In my family–my blood relatives, looking at three generations–there are Roman Catholics, Lutherans, Disciples of Christ, Church of Christ and probably some other Christian denomination I am failing to remember right now. We’ve known divorce. Cancer. Various struggles with who we are and our place in the world. Post-traumatic stress disorder. We are Republicans and Democrats and “other.” We love people who are gay. We know what it’s like to be worried about money and childbirth and chronic illness. We live all over the continental United States and then some. And we do not, on most days, agree on a great deal of anything.
Except our love for each other.
I’m not romanticizing, I promise. I’m truth-telling (at least, I’m trying). I’m saying that we often don’t agree on some very important things in life. But even in our frustration and disagreement, we love each other. At least, that’s how I see it–as the oldest grandchild on one side and the next-to-oldest grandchild on another.
When my paternal grandmother–Nana–was dying, I went to visit her on the Mother’s Day weekend prior to her death. She was frail. And tired. And she didn’t look much like the strong and resilient grandmother I’d grown up adoring. But when I arrived, having hopped a plane from Lexington, KY to Little Rock, AR, she raised her thin arms up from her bed and said, “Oh Julie, I’ve been waiting for you!”

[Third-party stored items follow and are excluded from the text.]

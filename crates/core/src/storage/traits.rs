use async_trait::async_trait;

use crate::list::{CreateListItem, ListItem, UpdateListItem};

use super::Result;

/// Repository for list item operations.
///
/// Every method maps to a single row-level operation on the `list` table.
#[async_trait]
pub trait ListRepository: Send + Sync {
    /// Gets every list item, ordered by ID. An empty table yields an empty vector.
    async fn list_all(&self) -> Result<Vec<ListItem>>;

    /// Inserts a new list item and returns the stored row.
    async fn insert(&self, item: &CreateListItem) -> Result<ListItem>;

    /// Gets a list item by its ID.
    async fn get_by_id(&self, id: i64) -> Result<ListItem>;

    /// Applies the non-empty fields of `update` to one row and returns the result.
    async fn update_by_id(&self, id: i64, update: &UpdateListItem) -> Result<ListItem>;

    /// Deletes a list item by its ID, returning the row as it was before deletion.
    async fn delete_by_id(&self, id: i64) -> Result<ListItem>;

    /// Checks that the store is reachable.
    async fn ping(&self) -> Result<()>;
}
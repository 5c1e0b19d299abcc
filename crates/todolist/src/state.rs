//! Application state with repository-based storage.
//!
//! This module defines the shared application state that is passed to all
//! request handlers. The store handle is built once at startup and injected
//! here; handlers never reach for a global connection.

use std::sync::Arc;

use todolist_core::storage::ListRepository;

use crate::config::Config;
use crate::storage::SqliteRepository;

/// Shared application state.
///
/// Cloned for each request handler. The repository is the only shared
/// resource and is safe for concurrent use.
#[derive(Clone)]
pub struct AppState {
    /// List repository backed by the relational store.
    pub list_repo: Arc<dyn ListRepository>,
}

impl AppState {
    /// Creates AppState around an existing repository.
    pub fn from_repository(list_repo: Arc<dyn ListRepository>) -> Self {
        Self { list_repo }
    }

    /// Creates AppState with SQLite storage at the configured path.
    pub async fn new(config: &Config) -> Result<Self, anyhow::Error> {
        let sqlite_repo = SqliteRepository::new(&config.sqlite_path).await?;

        tracing::info!(path = %config.sqlite_path, "Opened SQLite database");

        Ok(Self::from_repository(Arc::new(sqlite_repo)))
    }

    /// Creates AppState with an in-memory SQLite database.
    #[cfg(test)]
    pub async fn in_memory() -> Self {
        let sqlite_repo = SqliteRepository::new_in_memory()
            .await
            .expect("in-memory SQLite should open");
        Self::from_repository(Arc::new(sqlite_repo))
    }
}
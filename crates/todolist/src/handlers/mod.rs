pub mod error;
pub mod health;
pub mod lists;

pub use error::ApiError;
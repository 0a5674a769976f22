//! Benchmark grids for the wayfind planner.
//!
//! - [`open_profile`]: an obstacle-free square, the best case for A*.
//! - [`serpentine_profile`]: walls with alternating gaps, forcing a path
//!   that visits nearly every row end to end.
//! - [`to_csv`]: render a grid as loader input.

#![forbid(unsafe_code)]
#![deny(rustdoc::broken_intra_doc_links)]

use std::fmt::Write;

use wayfind_core::Cell;
use wayfind_grid::Grid;

/// `size x size` free grid.
pub fn open_profile(size: usize) -> Grid {
    Grid::free(size.max(1), size.max(1)).expect("size is positive")
}

/// `size x size` grid where every odd row is a wall with one gap,
/// alternating between the right and left ends.
///
/// The start `(0, 0)` and goal `(size - 1, 0)` or `(size - 1, size - 1)`
/// are always free; use [`serpentine_endpoints`].
pub fn serpentine_profile(size: usize) -> Grid {
    let size = size.max(2);
    let mut occupancy = vec![0u8; size * size];
    for row in (1..size).step_by(2) {
        let gap = if (row / 2) % 2 == 0 { size - 1 } else { 0 };
        for col in 0..size {
            if col != gap {
                occupancy[row * size + col] = 100;
            }
        }
    }
    Grid::from_raw_parts(size, size, occupancy)
}

/// Start and goal for [`serpentine_profile`]: opposite corners of the
/// first and last free rows.
pub fn serpentine_endpoints(size: usize) -> (Cell, Cell) {
    let size = size.max(2) as i32;
    let last = if size % 2 == 0 { size - 2 } else { size - 1 };
    (Cell::new(0, 0), Cell::new(last, 0))
}

/// Render `grid` as comma-separated rows.
pub fn to_csv(grid: &Grid) -> String {
    let mut out = String::with_capacity(grid.cell_count() * 4);
    for row in grid.occupancy().chunks(grid.cols().max(1)) {
        for (i, v) in row.iter().enumerate() {
            if i > 0 {
                out.push(',');
            }
            let _ = write!(out, "{v}");
        }
        out.push('\n');
    }
    out
}

#[cfg(test)]
mod tests {
    use super::*;

    #[test]
    fn serpentine_endpoints_are_free() {
        for size in [2, 5, 8, 33] {
            let g = serpentine_profile(size);
            assert!(g.validate().is_ok());
            let (s, t) = serpentine_endpoints(size);
            assert!(g.is_free(s, 50), "start blocked for {size}");
            assert!(g.is_free(t, 50), "goal blocked for {size}");
        }
    }

    #[test]
    fn csv_roundtrip() {
        let g = serpentine_profile(6);
        let parsed = wayfind_grid::parse_occupancy_csv(to_csv(&g).as_bytes()).unwrap();
        assert_eq!(parsed.occupancy(), g.occupancy());
    }
}
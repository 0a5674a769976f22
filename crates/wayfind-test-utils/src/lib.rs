//! Test fixtures and reference planners for wayfind development.
//!
//! - [`grid_from_ascii`] builds small grids from pictures.
//! - [`random_grid`] builds seeded random obstacle fields.
//! - [`reference_cost`] is a brute-force Dijkstra that the A* engine is
//!   checked against. It shares no code with the engine's neighbour
//!   generation.

#![forbid(unsafe_code)]
#![allow(missing_docs)]
#![deny(rustdoc::broken_intra_doc_links)]

pub mod fixtures;
pub mod reference;

pub use fixtures::{grid_from_ascii, random_free_cell, random_grid, BLOCKED, FREE};
pub use reference::{is_valid_path, move_cost, path_cost, reference_cost};
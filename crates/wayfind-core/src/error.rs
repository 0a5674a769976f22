//! Error types for grid construction and path planning.
//!
//! Organized by subsystem: [`GridError`] for structural problems with an
//! occupancy grid, [`PlanError`] for the four failure classes a planning
//! call can end in. Every variant carries the data needed to render an
//! actionable message without inspecting engine state.

use std::error::Error;
use std::fmt;

use crate::cell::Cell;
use crate::status::PlanStatus;

/// Which end of a planning request an error refers to.
#[derive(Clone, Copy, Debug, PartialEq, Eq)]
pub enum Endpoint {
    /// The start cell.
    Start,
    /// The goal cell.
    Goal,
}

impl fmt::Display for Endpoint {
    fn fmt(&self, f: &mut fmt::Formatter<'_>) -> fmt::Result {
        match self {
            Self::Start => f.write_str("start"),
            Self::Goal => f.write_str("goal"),
        }
    }
}

/// Errors arising from grid construction or cell queries.
#[derive(Clone, Debug, PartialEq, Eq)]
pub enum GridError {
    /// A dimension is zero or negative.
    InvalidDimensions {
        /// Requested row count.
        rows: i64,
        /// Requested column count.
        cols: i64,
    },
    /// The occupancy buffer length does not equal `rows * cols`.
    DimensionMismatch {
        /// `rows * cols`.
        expected: usize,
        /// Actual buffer length.
        actual: usize,
    },
    /// An occupancy value lies outside `[0, 100]`.
    ValueOutOfRange {
        /// Row-major index of the offending cell.
        index: usize,
        /// The offending value.
        value: i64,
    },
    /// A cell query was made outside the grid.
    ///
    /// This is a precondition violation: callers must check
    /// `in_bounds` first.
    CellOutOfBounds {
        /// The offending cell.
        cell: Cell,
        /// Grid row count.
        rows: usize,
        /// Grid column count.
        cols: usize,
    },
}

impl fmt::Display for GridError {
    fn fmt(&self, f: &mut fmt::Formatter<'_>) -> fmt::Result {
        match self {
            Self::InvalidDimensions { rows, cols } => {
                write!(f, "grid dimensions must be positive, got {rows}x{cols}")
            }
            Self::DimensionMismatch { expected, actual } => {
                write!(
                    f,
                    "occupancy has {actual} values but rows*cols is {expected}"
                )
            }
            Self::ValueOutOfRange { index, value } => {
                write!(f, "occupancy value {value} at index {index} is outside [0, 100]")
            }
            Self::CellOutOfBounds { cell, rows, cols } => {
                write!(f, "cell {cell} outside grid [0, {rows}) x [0, {cols})")
            }
        }
    }
}

impl Error for GridError {}

/// Why a planning call did not produce a path.
///
/// Each variant maps to exactly one non-`Ok` [`PlanStatus`] via
/// [`status()`](Self::status).
#[derive(Clone, Debug, PartialEq, Eq)]
pub enum PlanError {
    /// The grid is structurally malformed. Checked before anything else.
    MapError(GridError),
    /// Start or goal lies outside the grid.
    OutOfBounds {
        /// Which endpoint.
        endpoint: Endpoint,
        /// The offending cell.
        cell: Cell,
        /// Grid row count.
        rows: usize,
        /// Grid column count.
        cols: usize,
    },
    /// Start or goal sits on a cell at or above the block threshold.
    InvalidArg {
        /// Which endpoint.
        endpoint: Endpoint,
        /// The offending cell.
        cell: Cell,
        /// Occupancy of that cell.
        occupancy: u8,
        /// Configured block threshold.
        block_threshold: i32,
    },
    /// The open set was exhausted without reaching the goal.
    NoPath {
        /// Requested start.
        start: Cell,
        /// Requested goal.
        goal: Cell,
        /// Nodes expanded before giving up.
        expanded: usize,
    },
}

impl PlanError {
    /// Terminal status this error corresponds to.
    pub fn status(&self) -> PlanStatus {
        match self {
            Self::MapError(_) => PlanStatus::MapError,
            Self::OutOfBounds { .. } => PlanStatus::OutOfBounds,
            Self::InvalidArg { .. } => PlanStatus::InvalidArg,
            Self::NoPath { .. } => PlanStatus::NoPath,
        }
    }
}

impl fmt::Display for PlanError {
    fn fmt(&self, f: &mut fmt::Formatter<'_>) -> fmt::Result {
        match self {
            Self::MapError(e) => write!(f, "map error: {e}"),
            Self::OutOfBounds {
                endpoint,
                cell,
                rows,
                cols,
            } => write!(
                f,
                "{endpoint} {cell} out of bounds for {rows}x{cols} grid"
            ),
            Self::InvalidArg {
                endpoint,
                cell,
                occupancy,
                block_threshold,
            } => write!(
                f,
                "{endpoint} {cell} is blocked (occupancy {occupancy} >= threshold {block_threshold})"
            ),
            Self::NoPath {
                start,
                goal,
                expanded,
            } => write!(
                f,
                "no path from {start} to {goal} ({expanded} nodes expanded)"
            ),
        }
    }
}

impl Error for PlanError {
    fn source(&self) -> Option<&(dyn Error + 'static)> {
        match self {
            Self::MapError(e) => Some(e),
            _ => None,
        }
    }
}

impl From<GridError> for PlanError {
    fn from(e: GridError) -> Self {
        Self::MapError(e)
    }
}
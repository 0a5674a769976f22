//! Rendering plan outcomes.

use std::io::{self, Write};

use serde::Serialize;
use wayfind_core::Point;
use wayfind_search::{outcome_status, PlanOutcome};

/// Line-oriented output. Success goes to `out`; failure to `err`.
pub struct TextReport<'a> {
    pub outcome: &'a PlanOutcome,
    pub print_path: bool,
    pub explain: bool,
}

impl TextReport<'_> {
    pub fn write(&self, out: &mut impl Write, err: &mut impl Write) -> io::Result<()> {
        match self.outcome {
            Ok(result) => {
                writeln!(out, "found: yes")?;
                if self.print_path {
                    for &cell in &result.path {
                        let p = Point::from(cell);
                        writeln!(out, "{} {}", p.x, p.y)?;
                    }
                }
                if self.explain {
                    writeln!(out, "expanded: {}", result.stats.expanded)?;
                    writeln!(out, "cost: {}", result.stats.cost)?;
                    writeln!(out, "time_ms: {}", result.stats.elapsed_ms)?;
                    writeln!(out, "length_cells: {}", result.path.len())?;
                }
            }
            Err(e) => {
                if self.explain {
                    writeln!(err, "{e}")?;
                }
                writeln!(err, "found: no")?;
            }
        }
        Ok(())
    }
}

/// Single-object JSON output.
#[derive(Debug, Serialize)]
pub struct JsonReport {
    status: &'static str,
    found: bool,
    #[serde(skip_serializing_if = "Option::is_none")]
    cost: Option<f64>,
    #[serde(skip_serializing_if = "Option::is_none")]
    expanded: Option<usize>,
    #[serde(skip_serializing_if = "Option::is_none")]
    time_ms: Option<f64>,
    #[serde(skip_serializing_if = "Option::is_none")]
    length_cells: Option<usize>,
    /// `[x, y]` pairs, start first.
    #[serde(skip_serializing_if = "Option::is_none")]
    path: Option<Vec<[i32; 2]>>,
    #[serde(skip_serializing_if = "Option::is_none")]
    message: Option<String>,
}

impl JsonReport {
    pub fn new(outcome: &PlanOutcome, include_path: bool) -> Self {
        let status = outcome_status(outcome).name();
        match outcome {
            Ok(r) => Self {
                status,
                found: true,
                cost: Some(r.stats.cost),
                expanded: Some(r.stats.expanded),
                time_ms: Some(r.stats.elapsed_ms),
                length_cells: Some(r.path.len()),
                path: include_path.then(|| {
                    r.path
                        .iter()
                        .map(|&c| {
                            let p = Point::from(c);
                            [p.x, p.y]
                        })
                        .collect()
                }),
                message: None,
            },
            Err(e) => Self {
                status,
                found: false,
                cost: None,
                expanded: None,
                time_ms: None,
                length_cells: None,
                path: None,
                message: Some(e.to_string()),
            },
        }
    }
}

Nana came from a faith tradition that, with a very few congregational exceptions, wouldn’t have recognized my ordination as a minister. And I’d never really been sure what she thought about that. I knew she loved me. And supported me. But I wasn’t ever quite sure about the other…. That weekend I was with her, I spent a good bit of time reading to her, and one afternoon, for reasons I don’t quite remember, she said something about how my dad (her son) was a fine minister. And then she said, “I bet you are, too, Julie.”

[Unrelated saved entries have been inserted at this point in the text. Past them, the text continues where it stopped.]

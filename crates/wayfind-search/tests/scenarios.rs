//! End-to-end planning scenarios on hand-drawn grids.

use wayfind_core::{Cell, Endpoint, GridError, PlanError, PlanStatus};
use wayfind_grid::Grid;
use wayfind_search::{plan, SearchConfig};
use wayfind_test_utils::grid_from_ascii;

fn c(r: i32, col: i32) -> Cell {
    Cell::new(r, col)
}

#[test]
fn detour_around_wall() {
    let g = grid_from_ascii(
        "
        .....
        .###.
        .#...
        .#.#.
        ...#.
        ",
    );
    let r = plan(&g, c(4, 2), c(2, 2), &SearchConfig::four_connected()).unwrap();
    assert_eq!(r.path.first(), Some(&c(4, 2)));
    assert_eq!(r.path.last(), Some(&c(2, 2)));
    assert_eq!(r.stats.cost, 2.0);
    assert_eq!(r.path, vec![c(4, 2), c(3, 2), c(2, 2)]);
}

#[test]
fn long_corridor_cost() {
    let g = grid_from_ascii(
        "
        .#...
        .#.#.
        .#.#.
        ...#.
        ",
    );
    let r = plan(&g, c(0, 0), c(0, 4), &SearchConfig::four_connected()).unwrap();
    assert_eq!(r.stats.cost, 10.0);
    assert_eq!(r.path.len(), 11);
    assert!(r.path.contains(&c(3, 1)));
}

#[test]
fn equal_cost_paths_resolved_by_remaining_estimate() {
    // (0,0)-(0,1)-(1,2) and (0,0)-(1,1)-(1,2) both cost 1 + sqrt(2), and
    // (0,1) and (1,1) enter the open set with equal f. (1,1) is closer to
    // the goal, so it is expanded first and becomes the goal's parent even
    // though (0,1) was pushed earlier.
    let g = Grid::free(2, 3).unwrap();
    let r = plan(&g, c(0, 0), c(1, 2), &SearchConfig::eight_connected()).unwrap();
    assert_eq!(r.path, vec![c(0, 0), c(1, 1), c(1, 2)]);
    assert_eq!(r.stats.expanded, 2);
    assert!((r.stats.cost - (1.0 + std::f64::consts::SQRT_2)).abs() < 1e-12);
}

#[test]
fn obstacle_rejection_ignores_detours() {
    let g = grid_from_ascii("#...\n....");
    let e = plan(&g, c(0, 0), c(1, 3), &SearchConfig::default()).unwrap_err();
    assert!(matches!(
        e,
        PlanError::InvalidArg {
            endpoint: Endpoint::Start,
            ..
        }
    ));
    assert!(e.to_string().contains("start"));
}

#[test]
fn malformed_grid_beats_everything() {
    let g = Grid::from_raw_parts(0, 4, vec![]);
    let e = plan(&g, c(-5, -5), c(100, 100), &SearchConfig::default()).unwrap_err();
    assert_eq!(e.status(), PlanStatus::MapError);
    assert!(matches!(
        e,
        PlanError::MapError(GridError::InvalidDimensions { .. })
    ));

    let g = Grid::from_raw_parts(1, 2, vec![0, 101]);
    let e = plan(&g, c(0, 0), c(0, 1), &SearchConfig::default()).unwrap_err();
    assert_eq!(
        e,
        PlanError::MapError(GridError::ValueOutOfRange { index: 1, value: 101 })
    );
}

#[test]
fn start_out_of_bounds_reported_first() {
    let g = Grid::free(3, 3).unwrap();
    let e = plan(&g, c(3, 0), c(-1, 0), &SearchConfig::default()).unwrap_err();
    match e {
        PlanError::OutOfBounds { endpoint, cell, rows, cols } => {
            assert_eq!(endpoint, Endpoint::Start);
            assert_eq!(cell, c(3, 0));
            assert_eq!((rows, cols), (3, 3));
        }
        other => panic!("unexpected {other:?}"),
    }
}

#[test]
fn diagonal_squeeze_is_refused() {
    let g = grid_from_ascii(
        "
        ..#..
        ..#..
        ...#.
        ..#..
        ",
    );
    // Both diagonal exits from (2,2) would cut a blocked corner.
    let e = plan(&g, c(0, 0), c(0, 4), &SearchConfig::eight_connected()).unwrap_err();
    assert_eq!(e.status(), PlanStatus::NoPath);
}

#[test]
fn soft_cost_cells_use_threshold() {
    let g = grid_from_ascii("0540\n0000");

    let strict = SearchConfig::four_connected().with_block_threshold(40);
    let r = plan(&g, c(0, 0), c(0, 3), &strict).unwrap();
    assert_eq!(r.stats.cost, 5.0);
    assert!(r.path.iter().all(|cell| *cell != c(0, 1) && *cell != c(0, 2)));

    let lenient = SearchConfig::four_connected().with_block_threshold(60);
    let r = plan(&g, c(0, 0), c(0, 3), &lenient).unwrap();
    assert_eq!(r.path, vec![c(0, 0), c(0, 1), c(0, 2), c(0, 3)]);
}

#[test]
fn concurrent_calls_share_a_grid() {
    let g = wayfind_test_utils::random_grid(40, 40, 0.2, 99);
    let config = SearchConfig::default();
    let free: Vec<Cell> = (0..g.cell_count())
        .filter(|&i| g.occupancy()[i] == 0)
        .map(|i| g.cell_at(i))
        .collect();
    let (start, goal) = (free[0], free[free.len() - 1]);
    let expected = plan(&g, start, goal, &config);

    std::thread::scope(|s| {
        let handles: Vec<_> = (0..4)
            .map(|_| s.spawn(|| plan(&g, start, goal, &config)))
            .collect();
        for h in handles {
            let got = h.join().unwrap();
            match (&got, &expected) {
                (Ok(a), Ok(b)) => {
                    assert_eq!(a.path, b.path);
                    assert_eq!(a.stats.expanded, b.stats.expanded);
                }
                (Err(a), Err(b)) => assert_eq!(a, b),
                _ => panic!("thread outcome diverged"),
            }
        }
    });
}
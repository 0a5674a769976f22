//! World-coordinate metadata.
//!
//! Maps cells to metric positions for callers that plan in cells but act
//! in the world. The planner never reads it. Row index grows along +y.

use wayfind_core::Cell;

/// Resolution and origin of a grid in world units.
#[derive(Clone, Copy, Debug, PartialEq)]
pub struct MapMeta {
    resolution: f64,
    origin_x: f64,
    origin_y: f64,
}

impl Default for MapMeta {
    fn default() -> Self {
        Self {
            resolution: 1.0,
            origin_x: 0.0,
            origin_y: 0.0,
        }
    }
}

impl MapMeta {
    /// Create metadata. Returns `None` unless `resolution` is finite and
    /// positive and the origin is finite.
    pub fn new(resolution: f64, origin_x: f64, origin_y: f64) -> Option<Self> {
        if !(resolution.is_finite() && resolution > 0.0) {
            return None;
        }
        if !(origin_x.is_finite() && origin_y.is_finite()) {
            return None;
        }
        Some(Self {
            resolution,
            origin_x,
            origin_y,
        })
    }

    /// Cell edge length in world units.
    pub fn resolution(&self) -> f64 {
        self.resolution
    }

    /// World position of cell `(0, 0)`'s corner.
    pub fn origin(&self) -> (f64, f64) {
        (self.origin_x, self.origin_y)
    }

    /// World position of `cell`'s centre.
    pub fn cell_to_world(&self, cell: Cell) -> (f64, f64) {
        (
            self.origin_x + (f64::from(cell.col) + 0.5) * self.resolution,
            self.origin_y + (f64::from(cell.row) + 0.5) * self.resolution,
        )
    }

    /// Cell containing world position `(x, y)`. The result may be out of
    /// bounds for any particular grid.
    pub fn world_to_cell(&self, x: f64, y: f64) -> Cell {
        let col = ((x - self.origin_x) / self.resolution).floor();
        let row = ((y - self.origin_y) / self.resolution).floor();
        Cell::new(row as i32, col as i32)
    }
}

#[cfg(test)]
mod tests {
    use super::*;

    #[test]
    fn rejects_bad_resolution() {
        assert!(MapMeta::new(0.0, 0.0, 0.0).is_none());
        assert!(MapMeta::new(-0.5, 0.0, 0.0).is_none());
        assert!(MapMeta::new(f64::NAN, 0.0, 0.0).is_none());
        assert!(MapMeta::new(0.05, f64::INFINITY, 0.0).is_none());
    }

    #[test]
    fn cell_centre() {
        let m = MapMeta::new(0.5, -1.0, 2.0).unwrap();
        assert_eq!(m.cell_to_world(Cell::new(0, 0)), (-0.75, 2.25));
        assert_eq!(m.cell_to_world(Cell::new(2, 4)), (1.25, 3.25));
    }

    #[test]
    fn world_to_cell_inverts_centre() {
        let m = MapMeta::new(0.05, 10.0, -3.0).unwrap();
        for &(r, c) in &[(0, 0), (7, 3), (120, 44)] {
            let cell = Cell::new(r, c);
            let (x, y) = m.cell_to_world(cell);
            assert_eq!(m.world_to_cell(x, y), cell);
        }
    }

    #[test]
    fn world_to_cell_below_origin_is_negative() {
        let m = MapMeta::default();
        assert_eq!(m.world_to_cell(-0.1, -0.1), Cell::new(-1, -1));
    }

    #[test]
    fn grid_carries_meta() {
        let g = crate::Grid::free(2, 2)
            .unwrap()
            .with_meta(MapMeta::new(0.1, 0.0, 0.0).unwrap());
        assert_eq!(g.meta().map(|m| m.resolution()), Some(0.1));
    }
}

And then I knew–that her love for me, for her family, had transcended doctrine and in that moment I think I learned something more–something crucial–about what it means to be born of God and of human family.
Today, I spent time with colleagues who are dear to me talking about Church. And our call to it and experience with it right now, and our hopes and dreams for it and our frustrations with it. It was not easy conversation. But we came ’round to likening it to family. And because of that, I was able to say, “We may not agree. We may not be quite sure what to do. But we are family. And I trust that somehow this will be okay.” (I doubt I said it that gracefully this afternoon, but I hope the message came through.)
And I realized, like the proverbial light bulb flashing on with sudden brilliance, that I can say that because I’ve known that to be true in my own life. I’ve known what it is to care for another person because in our veins runs the same blood, the same DNA, and even if we don’t vote, worship or live the same way, there is, still, something greater than all that binding us together.
We don’t get to pick and choose the children of God. We all are. And so are somehow knit together as siblings even though the very thought of that seems so impossible. I don’t pretend to understand it. And I realize it means that George W. Bush and I are in some way brother and sister (for me, this is hard to swallow–it may not be for others). But I am grateful for it. Because God knows I am not easy to claim as family myself, and stand in need of the same grace we all do.
We are family. And this promise alone may well be what holds us together when our own actions tend to drive us apart. Tonight, I am thankful for that. And trust that somewhere, somehow, it will matter.